Records excerpted from a collection:
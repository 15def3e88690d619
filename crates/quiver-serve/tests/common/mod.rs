#![allow(dead_code)]

use std::collections::HashSet;
use std::sync::atomic::{AtomicUsize, Ordering};
use std::sync::Arc;
use std::time::Duration;

use async_trait::async_trait;
use axum::body::Body;
use axum::http::{HeaderMap, Request, StatusCode};
use axum::Router;
use http_body_util::BodyExt;
use quiver_metadata::{
    CompletionBackend, CompletionRequest, MetadataError, MetadataGenerator, TagVocabulary,
};
use quiver_serve::{router, AppState, Config};
use serde_json::Value;
use tower::ServiceExt;

/// Completion backend with a fixed reply that counts its calls.
pub struct StubBackend {
    reply: Result<String, MetadataError>,
    calls: AtomicUsize,
}

impl StubBackend {
    pub fn replying(content: &str) -> Arc<Self> {
        Arc::new(Self {
            reply: Ok(content.to_string()),
            calls: AtomicUsize::new(0),
        })
    }

    pub fn failing(err: MetadataError) -> Arc<Self> {
        Arc::new(Self {
            reply: Err(err),
            calls: AtomicUsize::new(0),
        })
    }

    pub fn calls(&self) -> usize {
        self.calls.load(Ordering::SeqCst)
    }
}

#[async_trait]
impl CompletionBackend for StubBackend {
    async fn complete(&self, _request: &CompletionRequest) -> Result<String, MetadataError> {
        self.calls.fetch_add(1, Ordering::SeqCst);
        self.reply.clone()
    }
}

pub fn app_with(stub: &Arc<StubBackend>, tokens: &[&str]) -> Router {
    let config = Config {
        api_tokens: tokens.iter().map(|t| t.to_string()).collect::<HashSet<_>>(),
        ..Config::default()
    };
    let generator = MetadataGenerator::with_backend(
        stub.clone(),
        TagVocabulary::education(),
        Duration::from_secs(5),
        4,
    );
    router(AppState::with_generator(config, generator))
}

pub fn app(stub: &Arc<StubBackend>) -> Router {
    app_with(stub, &[])
}

pub fn post_json(path: &str, body: &str) -> Request<Body> {
    Request::builder()
        .method("POST")
        .uri(path)
        .header("content-type", "application/json")
        .body(Body::from(body.to_string()))
        .unwrap()
}

pub struct TestResponse {
    pub status: StatusCode,
    pub headers: HeaderMap,
    pub bytes: Vec<u8>,
}

impl TestResponse {
    pub fn json(&self) -> Value {
        serde_json::from_slice(&self.bytes).unwrap()
    }
}

pub async fn send(app: Router, request: Request<Body>) -> TestResponse {
    let response = app.oneshot(request).await.unwrap();
    let status = response.status();
    let headers = response.headers().clone();
    let bytes = response
        .into_body()
        .collect()
        .await
        .unwrap()
        .to_bytes()
        .to_vec();
    TestResponse {
        status,
        headers,
        bytes,
    }
}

-- WORK REQUEST --
The records above need to be retyped in full, exactly as given.

-- WRITTEN SOLUTION --
repository 15def3e88690d619
filename crates/quiver-serve/tests/common/mod.rs
#![allow(dead_code)]

use std::collections::HashSet;
use std::sync::atomic::{AtomicUsize, Ordering};
use std::sync::Arc;
use std::time::Duration;

use async_trait::async_trait;
use axum::body::Body;
use axum::http::{HeaderMap, Request, StatusCode};
use axum::Router;
use http_body_util::BodyExt;
use quiver_metadata::{
    CompletionBackend, CompletionRequest, MetadataError, MetadataGenerator, TagVocabulary,
};
use quiver_serve::{router, AppState, Config};
use serde_json::Value;
use tower::ServiceExt;

/// Completion backend with a fixed reply that counts its calls.
pub struct StubBackend {
    reply: Result<String, MetadataError>,
    calls: AtomicUsize,
}

impl StubBackend {
    pub fn replying(content: &str) -> Arc<Self> {
        Arc::new(Self {
            reply: Ok(content.to_string()),
            calls: AtomicUsize::new(0),
        })
    }

    pub fn failing(err: MetadataError) -> Arc<Self> {
        Arc::new(Self {
            reply: Err(err),
            calls: AtomicUsize::new(0),
        })
    }

    pub fn calls(&self) -> usize {
        self.calls.load(Ordering::SeqCst)
    }
}

#[async_trait]
impl CompletionBackend for StubBackend {
    async fn complete(&self, _request: &CompletionRequest) -> Result<String, MetadataError> {
        self.calls.fetch_add(1, Ordering::SeqCst);
        self.reply.clone()
    }
}

pub fn app_with(stub: &Arc<StubBackend>, tokens: &[&str]) -> Router {
    let config = Config {
        api_tokens: tokens.iter().map(|t| t.to_string()).collect::<HashSet<_>>(),
        ..Config::default()
    };
    let generator = MetadataGenerator::with_backend(
        stub.clone(),
        TagVocabulary::education(),
        Duration::from_secs(5),
        4,
    );
    router(AppState::with_generator(config, generator))
}

pub fn app(stub: &Arc<StubBackend>) -> Router {
    app_with(stub, &[])
}

pub fn post_json(path: &str, body: &str) -> Request<Body> {
    Request::builder()
        .method("POST")
        .uri(path)
        .header("content-type", "application/json")
        .body(Body::from(body.to_string()))
        .unwrap()
}

pub struct TestResponse {
    pub status: StatusCode,
    pub headers: HeaderMap,
    pub bytes: Vec<u8>,
}

impl TestResponse {
    pub fn json(&self) -> Value {
        serde_json::from_slice(&self.bytes).unwrap()
    }
}

pub async fn send(app: Router, request: Request<Body>) -> TestResponse {
    let response = app.oneshot(request).await.unwrap();
    let status = response.status();
    let headers = response.headers().clone();
    let bytes = response
        .into_body()
        .collect()
        .await
        .unwrap()
        .to_bytes()
        .to_vec();
    TestResponse {
        status,
        headers,
        bytes,
    }
}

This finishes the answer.